CARO PIANO BAR RITORNO AGLI ANNI ‘60
Apre sabato Gilò, il locale dell’imprenditore della pelle Gianfranco Lotti «È un sogno che mi porto dietro dai tempi della Rotonda di Fred Bongusto» Luci basse, radica, arredi di passamaneria e cucina aperta fino alle 24
La rotonda non più sul mare, ma in via dei Fossi a Firenze. E al posto del nostro disco che suona... un pianoforte a mezza coda. Sono cinquant’anni che Gianfranco Lotti tra una borsa e l’altra, ci pensava. Anzi lo sognava: «Quando smetto di lavorare voglio aprire un piano bar». Non ha smesso di lavorare ma ora, arrivato ai 70 anni, il grande stilista e imprenditore della pelle ha deciso di «mollare un po’ le briglie dell’azienda, solo un po’» e concentrarsi su quel sogno «che mi porto dietro da quando Fred Bongusto cantava Una rotonda sul mare e Gino Paoli Sapore di sale». Apre sabato al numero 44 rosso di via dei Fossi Gilò. Dove «Gi» sta per Gianfranco. E «lò», con l’accento per dargli quel tocco decò come nello stile dello stesso locale, sta per Lotti. Non è un pub, non è un bar, non è un jazz club. «È un piano bar, alla vecchia maniera, come negli anni Sessanta, perché ce ne era bisogno, non se ne vedevano così da decenni: io ne sentivo il bisogno, perché arrivato alla mia età se ho voglia di uscire la sera non saprei dove andare. Ho pensato a un luogo che mi somigliasse e me lo sono costruito». Perché Gilò ha un’anima di design oltre che l’aspetto. «Il piano bar somiglia alle mie borse, le mie borse somigliano al piano bar e ora ho voglia di aprirne altri dieci in tutto il mondo e creare un brand, uno stile, tracciare una strada».

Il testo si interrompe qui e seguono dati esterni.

use serde::Serialize;
use sysmetrics_events::{Service, SystemEvent};
use sysmetrics_stats::{
    descriptive::{StatisticalSummary, SummaryError},
    frequency::{FrequencyDistribution, FrequencyError},
};

use crate::{AnalysisConfig, report::Report};

#[derive(Debug, Clone, Copy, PartialEq, Eq, derive_more::Display, derive_more::Error, derive_more::From)]
pub enum AnalysisError {
    #[display("cannot summarize response times: {_0}")]
    Summary(SummaryError),
    #[display("cannot build frequency table: {_0}")]
    Frequency(FrequencyError),
}

/// How spread out response times are, judged from the coefficient of variation.
#[derive(Debug, Clone, Copy, PartialEq, Eq, Serialize)]
#[serde(rename_all = "snake_case")]
pub enum DispersionLevel {
    Homogeneous,
    Moderate,
    Heterogeneous,
}

impl DispersionLevel {
    /// Classifies a coefficient of variation (in percent).
    ///
    /// An undefined (`NaN`) coefficient is treated as heterogeneous.
    #[must_use]
    pub fn from_cv(cv: f64, config: &AnalysisConfig) -> Self {
        if cv <= config.cv_homogeneous_max {
            DispersionLevel::Homogeneous
        } else if cv <= config.cv_moderate_max {
            DispersionLevel::Moderate
        } else {
            DispersionLevel::Heterogeneous
        }
    }
}

/// Error count of a single service.
#[derive(Debug, Clone, Copy, PartialEq, Eq, Serialize)]
pub struct ServiceErrors {
    pub service: Service,
    pub errors: usize,
}

/// A dimension of an event batch that gets its own frequency table.
#[derive(Debug, Clone, Copy, PartialEq, Eq, Hash)]
pub enum Dimension {
    ResponseTimes,
    Services,
    StatusCodes,
    ErrorsByService,
}

impl Dimension {
    pub const ALL: [Dimension; 4] = [
        Dimension::ResponseTimes,
        Dimension::Services,
        Dimension::StatusCodes,
        Dimension::ErrorsByService,
    ];

    /// Dimensions shown as frequency tables; errors by service is chart data only.
    pub const TABULATED: [Dimension; 3] = [
        Dimension::ResponseTimes,
        Dimension::Services,
        Dimension::StatusCodes,
    ];

    #[must_use]
    pub fn title(self) -> &'static str {
        match self {
            Dimension::ResponseTimes => "Response Times (ms)",
            Dimension::Services => "Services Accessed",
            Dimension::StatusCodes => "Status Codes",
            Dimension::ErrorsByService => "Errors by Service",
        }
    }

    /// Header of the class column.
    #[must_use]
    pub fn class_header(self) -> &'static str {
        match self {
            Dimension::ResponseTimes => "Class",
            Dimension::Services | Dimension::ErrorsByService => "Service",
            Dimension::StatusCodes => "Code",
        }
    }

    #[must_use]
    pub fn is_numeric(self) -> bool {
        self == Dimension::ResponseTimes
    }
}

/// Frequency tables of every dimension of a batch.
#[derive(Debug, Clone, Serialize)]
pub struct FrequencyTables {
    pub response_times: FrequencyDistribution,
    pub services: FrequencyDistribution,
    pub status_codes: FrequencyDistribution,
    /// Failed events only.
    pub errors_by_service: FrequencyDistribution,
}

impl FrequencyTables {
    #[must_use]
    pub fn get(&self, dimension: Dimension) -> &FrequencyDistribution {
        match dimension {
            Dimension::ResponseTimes => &self.response_times,
            Dimension::Services => &self.services,
            Dimension::StatusCodes => &self.status_codes,
            Dimension::ErrorsByService => &self.errors_by_service,
        }
    }
}

/// Descriptive statistics and frequency tables of one event batch.
///
/// # Examples
///
/// ```
/// use chrono::{TimeZone as _, Utc};
/// use sysmetrics_analysis::{AnalysisConfig, EventAnalysis};
/// use sysmetrics_events::EventGenerator;
///
/// let start = Utc.with_ymd_and_hms(2024, 1, 1, 0, 0, 0).unwrap();
/// let events = EventGenerator::from_seed(1, start).generate(300);
/// let analysis = EventAnalysis::new(&events, &AnalysisConfig::default()).unwrap();
///
/// assert_eq!(analysis.total_events, 300);
/// assert_eq!(analysis.tables.response_times.len(), 12);
/// assert_eq!(analysis.tables.services.total(), 300);
/// ```
#[derive(Debug, Clone, Serialize)]
pub struct EventAnalysis {
    /// Summary of response times (ms).
    pub response_times: StatisticalSummary,
    pub total_events: usize,
    pub total_errors: usize,
    /// Failed events as a percentage of all events.
    pub error_rate: f64,
    pub dispersion: DispersionLevel,
    /// Service with the most failures; the first one seen wins a tie.
    pub most_problematic_service: Option<ServiceErrors>,
    pub tables: FrequencyTables,
}

impl EventAnalysis {
    /// Analyzes a batch of events.
    ///
    /// Frequency tables are built first, so an invalid bin count is reported even
    /// for batches too small to summarize.
    ///
    /// # Errors
    ///
    /// * [`AnalysisError::Frequency`] - if `config.response_time_bins` is zero
    /// * [`AnalysisError::Summary`] - if the batch holds fewer than two events
    #[expect(clippy::cast_precision_loss)]
    pub fn new(events: &[SystemEvent], config: &AnalysisConfig) -> Result<Self, AnalysisError> {
        let response_times = SystemEvent::response_times(events);

        let tables = FrequencyTables {
            response_times: FrequencyDistribution::numeric(
                &response_times,
                config.response_time_bins,
            )?,
            services: FrequencyDistribution::categorical(SystemEvent::services(events)),
            status_codes: FrequencyDistribution::categorical(SystemEvent::status_codes(events)),
            errors_by_service: FrequencyDistribution::categorical(SystemEvent::failed_services(
                events,
            )),
        };
        let summary = StatisticalSummary::new(response_times)?;

        let total_events = events.len();
        let total_errors = tables.errors_by_service.total();
        let error_rate = if total_events == 0 {
            0.0
        } else {
            total_errors as f64 / total_events as f64 * 100.0
        };
        let most_problematic_service = tables.errors_by_service.rows().first().and_then(|row| {
            Service::ALL
                .into_iter()
                .find(|service| service.to_string() == row.label)
                .map(|service| ServiceErrors {
                    service,
                    errors: row.fi,
                })
        });
        let dispersion = DispersionLevel::from_cv(summary.coefficient_of_variation, config);

        tracing::debug!(
            total_events,
            total_errors,
            mean = summary.mean,
            cv = summary.coefficient_of_variation,
            ?dispersion,
            "analyzed event batch"
        );

        Ok(Self {
            response_times: summary,
            total_events,
            total_errors,
            error_rate,
            dispersion,
            most_problematic_service,
            tables,
        })
    }

    /// Narrative interpretation of this analysis.
    #[must_use]
    pub fn report(&self) -> Report {
        Report::from_analysis(self)
    }
}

Aperti sei giorni su sette, dalle 18 alle 2 e mezzo di notte, con la cucina che sforna piatti fino a mezzanotte e mezzo, luci basse, volumi bassi, contesto familiare: Gilò si inaugura sabato con una serata di gala a Palazzo Corsini. Con 700 invitati tra artisti, personaggi della moda e dell’industria internazionali. «Sono un cultore degli anni Sessanta — spiega — e mi mancava quell’atmosfera, la volevo difendere, ferocemente». Lo scopo «è ricreare quella sensazione di vicinanza tra il locale e le persone, tra cliente e pianista, come un salotto, dove le barriere cadono». Pareti in radica di mogano, arredamento d’artigianato fiorentino «tutto pensato ad hoc, pannello dopo pannello, fino all’ultima
lampadina». Di classe. Come i modelli a cui si ispira: il vecchio Barretto fiorentino o il Barrino di Gino Paoli. Il Tabetà su Ponte Vecchio o il Full Up. Ed è proprio dal Tabetà proviene il primo dei pianisti che diventeranno residenti a rotazione: Luigi Campoccia. Con un super impianto stereo che si fa strada tra le pareti, ovviamente insonorizzate all’esterno. «Chi vuole ascoltare le basi non viene qui, le basi le lascio... a Sigonella», scherza. Ha affidato all’ex manager dell’Excelsior Mario D’Onghia, suo socio, la direzione. E da imprenditore internazionale guarda all’estero e ai turisti: «Gli alberghi sono al settimo cielo, non vedevano l’ora di avere un posto come questo da consigliare ai clienti».